(DATA EXTRACTS begins)

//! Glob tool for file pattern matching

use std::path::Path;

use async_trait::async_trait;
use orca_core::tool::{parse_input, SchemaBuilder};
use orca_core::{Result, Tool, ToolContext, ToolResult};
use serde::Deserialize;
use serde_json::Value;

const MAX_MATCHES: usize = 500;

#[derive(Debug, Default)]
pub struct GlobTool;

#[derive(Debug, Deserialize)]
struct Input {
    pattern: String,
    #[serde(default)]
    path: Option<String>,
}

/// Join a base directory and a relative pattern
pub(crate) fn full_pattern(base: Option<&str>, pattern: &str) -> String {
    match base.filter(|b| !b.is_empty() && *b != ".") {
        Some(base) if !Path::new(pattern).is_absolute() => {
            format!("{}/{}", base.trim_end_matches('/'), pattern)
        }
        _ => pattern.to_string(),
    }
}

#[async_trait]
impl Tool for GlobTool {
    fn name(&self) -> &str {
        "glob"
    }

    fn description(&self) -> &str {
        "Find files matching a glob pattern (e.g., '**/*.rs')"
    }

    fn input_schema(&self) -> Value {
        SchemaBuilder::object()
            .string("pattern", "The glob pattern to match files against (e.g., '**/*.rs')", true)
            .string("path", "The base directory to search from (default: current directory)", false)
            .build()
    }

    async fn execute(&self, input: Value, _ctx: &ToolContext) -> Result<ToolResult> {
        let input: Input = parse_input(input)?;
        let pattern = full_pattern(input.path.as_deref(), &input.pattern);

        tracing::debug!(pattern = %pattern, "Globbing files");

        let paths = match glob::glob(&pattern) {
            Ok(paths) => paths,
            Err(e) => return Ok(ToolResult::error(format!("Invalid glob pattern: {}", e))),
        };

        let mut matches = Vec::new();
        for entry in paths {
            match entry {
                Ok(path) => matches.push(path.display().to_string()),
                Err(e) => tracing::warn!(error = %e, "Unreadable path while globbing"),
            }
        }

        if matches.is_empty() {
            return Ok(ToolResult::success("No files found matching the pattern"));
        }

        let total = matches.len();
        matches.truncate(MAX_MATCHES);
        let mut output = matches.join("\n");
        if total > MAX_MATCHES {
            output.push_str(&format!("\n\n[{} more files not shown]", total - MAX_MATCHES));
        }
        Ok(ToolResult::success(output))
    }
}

(DATA EXTRACTS ends)

**EXERCISE AIM:** Output every record verbatim.

**RESULT OF THE TASK:**
//! Glob tool for file pattern matching

use std::path::Path;

use async_trait::async_trait;
use orca_core::tool::{parse_input, SchemaBuilder};
use orca_core::{Result, Tool, ToolContext, ToolResult};
use serde::Deserialize;
use serde_json::Value;

const MAX_MATCHES: usize = 500;

#[derive(Debug, Default)]
pub struct GlobTool;

#[derive(Debug, Deserialize)]
struct Input {
    pattern: String,
    #[serde(default)]
    path: Option<String>,
}

/// Join a base directory and a relative pattern
pub(crate) fn full_pattern(base: Option<&str>, pattern: &str) -> String {
    match base.filter(|b| !b.is_empty() && *b != ".") {
        Some(base) if !Path::new(pattern).is_absolute() => {
            format!("{}/{}", base.trim_end_matches('/'), pattern)
        }
        _ => pattern.to_string(),
    }
}

#[async_trait]
impl Tool for GlobTool {
    fn name(&self) -> &str {
        "glob"
    }

    fn description(&self) -> &str {
        "Find files matching a glob pattern (e.g., '**/*.rs')"
    }

    fn input_schema(&self) -> Value {
        SchemaBuilder::object()
            .string("pattern", "The glob pattern to match files against (e.g., '**/*.rs')", true)
            .string("path", "The base directory to search from (default: current directory)", false)
            .build()
    }

    async fn execute(&self, input: Value, _ctx: &ToolContext) -> Result<ToolResult> {
        let input: Input = parse_input(input)?;
        let pattern = full_pattern(input.path.as_deref(), &input.pattern);

        tracing::debug!(pattern = %pattern, "Globbing files");

        let paths = match glob::glob(&pattern) {
            Ok(paths) => paths,
            Err(e) => return Ok(ToolResult::error(format!("Invalid glob pattern: {}", e))),
        };

        let mut matches = Vec::new();
        for entry in paths {
            match entry {
                Ok(path) => matches.push(path.display().to_string()),
                Err(e) => tracing::warn!(error = %e, "Unreadable path while globbing"),
            }
        }

        if matches.is_empty() {
            return Ok(ToolResult::success("No files found matching the pattern"));
        }

        let total = matches.len();
        matches.truncate(MAX_MATCHES);
        let mut output = matches.join("\n");
        if total > MAX_MATCHES {
            output.push_str(&format!("\n\n[{} more files not shown]", total - MAX_MATCHES));
        }
        Ok(ToolResult::success(output))
    }
}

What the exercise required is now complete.